■ **Exercise prompt**: All lines holding the word "crate" are to be copied from the records beneath.

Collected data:
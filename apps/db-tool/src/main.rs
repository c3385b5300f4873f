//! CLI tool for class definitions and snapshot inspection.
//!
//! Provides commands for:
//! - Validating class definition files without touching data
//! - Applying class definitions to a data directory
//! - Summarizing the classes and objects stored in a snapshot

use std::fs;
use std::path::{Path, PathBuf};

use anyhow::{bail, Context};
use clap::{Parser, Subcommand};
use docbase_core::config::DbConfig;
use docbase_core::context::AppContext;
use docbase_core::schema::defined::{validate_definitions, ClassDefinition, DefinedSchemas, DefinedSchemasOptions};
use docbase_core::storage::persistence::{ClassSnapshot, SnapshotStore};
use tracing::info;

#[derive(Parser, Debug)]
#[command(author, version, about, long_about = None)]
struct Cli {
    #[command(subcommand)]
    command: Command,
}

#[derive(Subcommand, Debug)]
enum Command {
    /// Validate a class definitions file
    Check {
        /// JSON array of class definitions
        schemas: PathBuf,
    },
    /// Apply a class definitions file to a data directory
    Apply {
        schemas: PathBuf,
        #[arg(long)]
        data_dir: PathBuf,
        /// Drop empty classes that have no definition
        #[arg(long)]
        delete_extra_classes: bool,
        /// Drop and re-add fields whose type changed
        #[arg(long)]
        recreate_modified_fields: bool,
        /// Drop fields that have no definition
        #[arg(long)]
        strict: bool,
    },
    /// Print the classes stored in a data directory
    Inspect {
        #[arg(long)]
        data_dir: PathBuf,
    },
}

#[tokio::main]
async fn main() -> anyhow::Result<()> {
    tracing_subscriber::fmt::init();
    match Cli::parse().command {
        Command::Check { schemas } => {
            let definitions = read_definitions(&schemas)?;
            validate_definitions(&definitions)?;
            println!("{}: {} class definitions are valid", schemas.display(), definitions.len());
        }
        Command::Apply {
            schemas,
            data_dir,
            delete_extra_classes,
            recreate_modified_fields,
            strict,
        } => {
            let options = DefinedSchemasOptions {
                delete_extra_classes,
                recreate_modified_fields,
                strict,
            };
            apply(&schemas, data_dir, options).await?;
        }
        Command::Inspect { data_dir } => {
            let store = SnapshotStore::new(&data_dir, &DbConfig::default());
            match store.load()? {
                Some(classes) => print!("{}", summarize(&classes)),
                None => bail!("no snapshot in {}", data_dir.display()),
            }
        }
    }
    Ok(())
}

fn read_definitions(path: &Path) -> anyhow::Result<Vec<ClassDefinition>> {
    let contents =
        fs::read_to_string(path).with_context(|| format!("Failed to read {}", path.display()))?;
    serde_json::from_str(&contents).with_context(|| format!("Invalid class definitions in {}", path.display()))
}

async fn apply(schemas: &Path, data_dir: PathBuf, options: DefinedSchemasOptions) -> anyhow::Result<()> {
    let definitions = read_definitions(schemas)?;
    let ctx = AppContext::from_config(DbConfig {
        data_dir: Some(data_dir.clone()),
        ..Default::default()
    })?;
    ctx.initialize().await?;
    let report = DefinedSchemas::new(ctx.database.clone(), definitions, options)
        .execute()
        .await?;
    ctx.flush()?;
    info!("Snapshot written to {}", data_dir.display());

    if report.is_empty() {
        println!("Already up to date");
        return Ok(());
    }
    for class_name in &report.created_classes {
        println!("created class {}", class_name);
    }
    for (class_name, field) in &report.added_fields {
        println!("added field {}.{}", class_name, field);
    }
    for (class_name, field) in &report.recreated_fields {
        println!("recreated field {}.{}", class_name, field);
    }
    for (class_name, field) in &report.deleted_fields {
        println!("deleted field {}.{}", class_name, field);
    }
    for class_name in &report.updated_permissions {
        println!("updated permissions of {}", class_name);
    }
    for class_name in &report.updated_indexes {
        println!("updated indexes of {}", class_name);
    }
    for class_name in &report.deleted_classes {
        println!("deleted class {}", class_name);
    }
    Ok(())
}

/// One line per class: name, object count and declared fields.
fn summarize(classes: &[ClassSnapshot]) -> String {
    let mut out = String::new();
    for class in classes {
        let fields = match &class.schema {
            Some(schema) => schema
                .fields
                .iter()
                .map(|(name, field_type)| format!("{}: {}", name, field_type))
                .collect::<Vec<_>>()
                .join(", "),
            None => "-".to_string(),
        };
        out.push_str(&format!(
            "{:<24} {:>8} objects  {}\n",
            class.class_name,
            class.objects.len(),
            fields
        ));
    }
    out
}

...

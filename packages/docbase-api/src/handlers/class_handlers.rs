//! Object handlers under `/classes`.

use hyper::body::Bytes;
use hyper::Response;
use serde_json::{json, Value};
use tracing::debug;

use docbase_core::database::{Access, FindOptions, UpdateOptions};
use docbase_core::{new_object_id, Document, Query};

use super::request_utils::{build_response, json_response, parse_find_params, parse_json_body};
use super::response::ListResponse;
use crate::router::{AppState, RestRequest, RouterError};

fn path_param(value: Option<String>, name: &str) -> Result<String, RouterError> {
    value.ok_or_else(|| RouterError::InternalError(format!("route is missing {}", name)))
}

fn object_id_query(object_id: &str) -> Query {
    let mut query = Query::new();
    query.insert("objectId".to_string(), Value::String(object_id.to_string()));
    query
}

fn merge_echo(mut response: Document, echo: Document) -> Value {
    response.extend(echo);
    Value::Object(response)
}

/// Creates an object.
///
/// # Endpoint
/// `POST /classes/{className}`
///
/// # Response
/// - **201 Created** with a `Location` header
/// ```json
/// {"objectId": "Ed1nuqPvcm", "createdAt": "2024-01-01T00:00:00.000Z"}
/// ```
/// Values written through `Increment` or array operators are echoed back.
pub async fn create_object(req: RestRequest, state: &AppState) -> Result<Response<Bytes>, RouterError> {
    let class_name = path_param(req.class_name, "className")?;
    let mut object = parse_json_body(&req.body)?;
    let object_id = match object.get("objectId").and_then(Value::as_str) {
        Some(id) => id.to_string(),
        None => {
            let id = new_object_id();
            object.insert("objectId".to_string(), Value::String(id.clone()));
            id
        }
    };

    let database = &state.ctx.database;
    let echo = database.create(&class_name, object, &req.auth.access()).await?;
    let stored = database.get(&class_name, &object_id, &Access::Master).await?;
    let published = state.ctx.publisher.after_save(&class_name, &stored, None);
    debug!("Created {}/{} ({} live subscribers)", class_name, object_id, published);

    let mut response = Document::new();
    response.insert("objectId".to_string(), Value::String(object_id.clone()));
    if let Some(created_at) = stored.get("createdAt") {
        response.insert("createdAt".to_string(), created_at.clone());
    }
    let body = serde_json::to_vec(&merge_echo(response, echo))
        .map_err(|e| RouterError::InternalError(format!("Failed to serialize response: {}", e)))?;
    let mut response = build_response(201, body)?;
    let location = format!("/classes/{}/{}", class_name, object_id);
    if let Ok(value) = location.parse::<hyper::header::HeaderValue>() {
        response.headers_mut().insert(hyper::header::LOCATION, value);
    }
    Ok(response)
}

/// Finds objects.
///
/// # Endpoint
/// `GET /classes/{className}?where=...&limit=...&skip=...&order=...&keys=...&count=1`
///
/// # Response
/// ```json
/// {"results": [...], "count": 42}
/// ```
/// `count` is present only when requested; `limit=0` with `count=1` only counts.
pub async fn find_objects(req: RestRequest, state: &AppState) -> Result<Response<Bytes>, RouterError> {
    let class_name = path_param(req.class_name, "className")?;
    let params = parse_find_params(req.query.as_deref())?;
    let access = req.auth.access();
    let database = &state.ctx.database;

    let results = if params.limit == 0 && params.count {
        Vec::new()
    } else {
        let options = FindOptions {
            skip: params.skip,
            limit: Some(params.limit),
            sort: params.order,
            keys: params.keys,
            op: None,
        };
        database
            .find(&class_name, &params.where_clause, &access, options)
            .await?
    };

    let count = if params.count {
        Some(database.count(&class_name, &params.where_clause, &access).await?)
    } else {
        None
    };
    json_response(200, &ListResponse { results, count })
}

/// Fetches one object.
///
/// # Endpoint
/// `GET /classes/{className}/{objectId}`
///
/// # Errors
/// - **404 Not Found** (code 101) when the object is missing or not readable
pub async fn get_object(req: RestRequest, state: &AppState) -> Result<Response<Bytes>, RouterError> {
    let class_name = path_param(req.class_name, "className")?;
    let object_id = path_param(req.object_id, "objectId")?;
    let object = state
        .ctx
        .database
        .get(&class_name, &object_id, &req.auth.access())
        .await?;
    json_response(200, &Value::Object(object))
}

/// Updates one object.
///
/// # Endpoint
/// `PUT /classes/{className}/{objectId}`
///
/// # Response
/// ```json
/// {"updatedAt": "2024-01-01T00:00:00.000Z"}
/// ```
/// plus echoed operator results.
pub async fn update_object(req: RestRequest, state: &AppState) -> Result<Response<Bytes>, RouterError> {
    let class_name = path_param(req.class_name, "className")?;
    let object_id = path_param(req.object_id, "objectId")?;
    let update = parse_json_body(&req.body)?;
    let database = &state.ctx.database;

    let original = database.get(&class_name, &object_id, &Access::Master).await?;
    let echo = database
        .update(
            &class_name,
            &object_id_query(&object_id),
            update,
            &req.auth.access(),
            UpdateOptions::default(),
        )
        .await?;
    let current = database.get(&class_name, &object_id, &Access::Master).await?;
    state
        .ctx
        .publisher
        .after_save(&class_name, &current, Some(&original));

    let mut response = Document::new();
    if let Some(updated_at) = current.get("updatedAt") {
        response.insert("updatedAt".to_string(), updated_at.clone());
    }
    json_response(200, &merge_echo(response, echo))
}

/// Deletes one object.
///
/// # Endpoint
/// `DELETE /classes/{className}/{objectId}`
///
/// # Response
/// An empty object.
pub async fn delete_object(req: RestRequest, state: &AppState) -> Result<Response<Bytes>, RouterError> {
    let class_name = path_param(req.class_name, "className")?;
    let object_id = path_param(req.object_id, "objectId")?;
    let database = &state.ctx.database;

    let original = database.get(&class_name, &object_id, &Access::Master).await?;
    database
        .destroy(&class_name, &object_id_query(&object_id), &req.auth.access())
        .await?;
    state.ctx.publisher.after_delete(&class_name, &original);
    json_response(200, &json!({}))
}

==

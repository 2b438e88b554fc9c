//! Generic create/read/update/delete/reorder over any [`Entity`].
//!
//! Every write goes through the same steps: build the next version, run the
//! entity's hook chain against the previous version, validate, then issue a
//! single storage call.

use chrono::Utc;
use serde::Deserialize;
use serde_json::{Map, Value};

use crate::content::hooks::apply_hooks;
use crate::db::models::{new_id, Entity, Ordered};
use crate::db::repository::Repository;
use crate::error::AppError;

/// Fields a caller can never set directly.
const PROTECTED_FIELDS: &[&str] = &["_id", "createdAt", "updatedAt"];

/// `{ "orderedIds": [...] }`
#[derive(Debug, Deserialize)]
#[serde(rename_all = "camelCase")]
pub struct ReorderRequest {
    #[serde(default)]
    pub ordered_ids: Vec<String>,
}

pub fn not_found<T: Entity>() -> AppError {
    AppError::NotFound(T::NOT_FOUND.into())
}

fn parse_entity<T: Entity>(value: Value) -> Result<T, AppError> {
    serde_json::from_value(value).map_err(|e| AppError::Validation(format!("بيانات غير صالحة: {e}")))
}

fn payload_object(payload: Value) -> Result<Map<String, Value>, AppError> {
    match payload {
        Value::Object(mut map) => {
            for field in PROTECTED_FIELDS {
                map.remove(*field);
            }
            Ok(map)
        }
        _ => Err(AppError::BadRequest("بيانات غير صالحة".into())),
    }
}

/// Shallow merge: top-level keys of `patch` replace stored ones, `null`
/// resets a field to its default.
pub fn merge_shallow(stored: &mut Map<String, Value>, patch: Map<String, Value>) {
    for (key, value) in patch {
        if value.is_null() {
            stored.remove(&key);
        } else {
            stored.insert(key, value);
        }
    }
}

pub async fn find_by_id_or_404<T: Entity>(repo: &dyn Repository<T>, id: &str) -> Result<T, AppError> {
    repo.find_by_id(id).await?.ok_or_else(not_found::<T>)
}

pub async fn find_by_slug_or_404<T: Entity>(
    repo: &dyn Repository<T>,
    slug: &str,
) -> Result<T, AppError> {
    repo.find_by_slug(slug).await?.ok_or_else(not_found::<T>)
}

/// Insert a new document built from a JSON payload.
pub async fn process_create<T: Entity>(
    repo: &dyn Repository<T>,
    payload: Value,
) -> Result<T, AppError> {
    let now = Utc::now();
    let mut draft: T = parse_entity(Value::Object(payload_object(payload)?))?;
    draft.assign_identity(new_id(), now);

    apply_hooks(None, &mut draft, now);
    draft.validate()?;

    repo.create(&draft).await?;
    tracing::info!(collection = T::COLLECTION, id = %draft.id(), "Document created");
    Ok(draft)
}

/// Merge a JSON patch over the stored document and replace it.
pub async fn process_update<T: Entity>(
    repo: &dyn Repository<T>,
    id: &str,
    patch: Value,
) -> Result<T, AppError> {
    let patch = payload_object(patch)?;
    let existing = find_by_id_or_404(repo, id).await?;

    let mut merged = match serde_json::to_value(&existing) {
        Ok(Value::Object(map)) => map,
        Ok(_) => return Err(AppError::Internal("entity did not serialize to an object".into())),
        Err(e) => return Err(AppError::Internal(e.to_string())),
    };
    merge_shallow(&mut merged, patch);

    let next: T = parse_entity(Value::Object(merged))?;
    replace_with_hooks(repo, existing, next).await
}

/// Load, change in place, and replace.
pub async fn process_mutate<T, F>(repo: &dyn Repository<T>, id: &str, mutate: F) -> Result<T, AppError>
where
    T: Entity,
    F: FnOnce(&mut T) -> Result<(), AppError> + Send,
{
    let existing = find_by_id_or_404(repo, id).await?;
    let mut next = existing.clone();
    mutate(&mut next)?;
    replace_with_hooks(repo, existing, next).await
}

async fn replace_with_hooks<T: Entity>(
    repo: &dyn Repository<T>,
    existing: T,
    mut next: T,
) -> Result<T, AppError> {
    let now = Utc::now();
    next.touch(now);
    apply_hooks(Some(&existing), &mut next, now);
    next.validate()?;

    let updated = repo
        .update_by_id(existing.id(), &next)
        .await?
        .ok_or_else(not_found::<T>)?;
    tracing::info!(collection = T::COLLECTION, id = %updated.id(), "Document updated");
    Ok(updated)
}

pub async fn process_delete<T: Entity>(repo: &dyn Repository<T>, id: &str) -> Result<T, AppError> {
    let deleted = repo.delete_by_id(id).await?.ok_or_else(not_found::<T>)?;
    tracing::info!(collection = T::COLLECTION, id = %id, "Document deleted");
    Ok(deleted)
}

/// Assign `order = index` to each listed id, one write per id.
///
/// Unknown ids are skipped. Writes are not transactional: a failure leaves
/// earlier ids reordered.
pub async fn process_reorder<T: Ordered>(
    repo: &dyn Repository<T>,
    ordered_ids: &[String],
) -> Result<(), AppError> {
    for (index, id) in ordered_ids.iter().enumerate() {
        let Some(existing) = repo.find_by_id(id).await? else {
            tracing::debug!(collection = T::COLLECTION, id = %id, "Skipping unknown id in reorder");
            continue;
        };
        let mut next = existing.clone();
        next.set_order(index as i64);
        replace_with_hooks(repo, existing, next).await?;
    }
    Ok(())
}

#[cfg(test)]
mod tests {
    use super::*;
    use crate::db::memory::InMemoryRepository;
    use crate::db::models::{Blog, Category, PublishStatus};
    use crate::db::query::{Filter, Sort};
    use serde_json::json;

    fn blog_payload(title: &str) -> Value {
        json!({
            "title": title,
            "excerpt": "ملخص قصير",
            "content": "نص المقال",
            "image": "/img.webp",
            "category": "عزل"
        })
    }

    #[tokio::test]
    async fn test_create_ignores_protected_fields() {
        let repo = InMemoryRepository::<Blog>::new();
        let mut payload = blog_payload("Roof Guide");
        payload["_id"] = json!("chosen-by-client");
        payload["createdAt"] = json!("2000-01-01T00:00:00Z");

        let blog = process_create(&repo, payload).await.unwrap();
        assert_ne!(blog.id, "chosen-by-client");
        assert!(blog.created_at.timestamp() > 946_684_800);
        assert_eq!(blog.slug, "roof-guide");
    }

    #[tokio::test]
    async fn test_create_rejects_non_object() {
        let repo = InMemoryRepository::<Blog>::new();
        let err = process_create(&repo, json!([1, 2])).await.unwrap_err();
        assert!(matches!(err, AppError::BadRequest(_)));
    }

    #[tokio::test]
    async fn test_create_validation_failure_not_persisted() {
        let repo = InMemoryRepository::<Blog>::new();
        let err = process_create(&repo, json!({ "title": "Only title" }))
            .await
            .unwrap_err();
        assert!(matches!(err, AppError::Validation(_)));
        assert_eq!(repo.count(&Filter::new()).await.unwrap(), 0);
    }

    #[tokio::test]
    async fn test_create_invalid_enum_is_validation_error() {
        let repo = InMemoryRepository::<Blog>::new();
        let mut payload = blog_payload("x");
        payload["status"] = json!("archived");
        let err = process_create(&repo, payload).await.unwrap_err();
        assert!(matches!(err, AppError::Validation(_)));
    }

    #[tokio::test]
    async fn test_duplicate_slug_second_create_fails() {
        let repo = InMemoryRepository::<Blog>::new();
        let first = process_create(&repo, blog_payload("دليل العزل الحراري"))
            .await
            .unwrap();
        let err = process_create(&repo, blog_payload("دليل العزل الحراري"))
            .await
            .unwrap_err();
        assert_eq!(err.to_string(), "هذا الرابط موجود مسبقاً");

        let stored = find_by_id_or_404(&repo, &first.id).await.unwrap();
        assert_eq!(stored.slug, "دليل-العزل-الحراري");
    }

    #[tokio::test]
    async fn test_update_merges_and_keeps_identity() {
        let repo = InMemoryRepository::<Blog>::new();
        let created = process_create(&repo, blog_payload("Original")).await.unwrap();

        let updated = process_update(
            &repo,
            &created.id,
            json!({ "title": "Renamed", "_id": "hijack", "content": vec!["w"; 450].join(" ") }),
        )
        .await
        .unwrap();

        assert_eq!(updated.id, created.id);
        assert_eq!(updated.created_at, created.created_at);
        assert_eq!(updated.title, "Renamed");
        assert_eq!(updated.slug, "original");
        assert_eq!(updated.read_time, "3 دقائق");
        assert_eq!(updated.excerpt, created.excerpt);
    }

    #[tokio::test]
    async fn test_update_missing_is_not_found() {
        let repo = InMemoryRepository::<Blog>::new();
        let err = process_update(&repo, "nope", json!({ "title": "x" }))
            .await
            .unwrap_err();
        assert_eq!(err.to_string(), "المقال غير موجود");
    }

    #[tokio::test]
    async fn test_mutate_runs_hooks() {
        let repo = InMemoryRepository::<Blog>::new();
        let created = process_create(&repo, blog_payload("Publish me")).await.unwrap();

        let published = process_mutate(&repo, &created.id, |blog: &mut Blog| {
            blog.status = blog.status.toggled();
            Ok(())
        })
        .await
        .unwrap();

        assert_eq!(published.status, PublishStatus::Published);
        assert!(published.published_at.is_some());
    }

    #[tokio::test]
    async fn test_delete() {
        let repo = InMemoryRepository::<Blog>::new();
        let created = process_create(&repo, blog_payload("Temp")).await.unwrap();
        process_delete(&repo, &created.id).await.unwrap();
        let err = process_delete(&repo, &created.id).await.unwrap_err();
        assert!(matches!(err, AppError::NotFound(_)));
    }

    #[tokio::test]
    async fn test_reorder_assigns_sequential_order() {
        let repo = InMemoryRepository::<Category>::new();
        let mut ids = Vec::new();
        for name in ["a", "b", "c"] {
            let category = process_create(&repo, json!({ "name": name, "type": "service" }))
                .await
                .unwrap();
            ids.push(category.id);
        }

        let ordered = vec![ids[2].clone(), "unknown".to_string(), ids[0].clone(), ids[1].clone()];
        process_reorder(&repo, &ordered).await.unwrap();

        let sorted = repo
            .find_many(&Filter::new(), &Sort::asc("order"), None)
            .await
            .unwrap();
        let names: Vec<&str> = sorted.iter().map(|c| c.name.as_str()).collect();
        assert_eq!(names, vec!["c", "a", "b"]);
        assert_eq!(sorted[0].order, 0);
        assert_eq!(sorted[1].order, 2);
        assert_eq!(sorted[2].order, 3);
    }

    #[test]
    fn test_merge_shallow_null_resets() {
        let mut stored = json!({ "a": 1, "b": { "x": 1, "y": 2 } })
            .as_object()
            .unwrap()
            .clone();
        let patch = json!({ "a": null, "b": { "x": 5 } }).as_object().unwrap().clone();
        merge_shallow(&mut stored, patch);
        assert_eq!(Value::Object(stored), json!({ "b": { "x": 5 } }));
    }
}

■ **Task response**:
use crate::router::{AppState, RestRequest, RouterError};
use crate::content::hooks::apply_hooks;
use crate::db::models::{new_id, Entity, Ordered};
use crate::db::repository::Repository;
use crate::error::AppError;
    use crate::db::memory::InMemoryRepository;
    use crate::db::models::{Blog, Category, PublishStatus};
    use crate::db::query::{Filter, Sort};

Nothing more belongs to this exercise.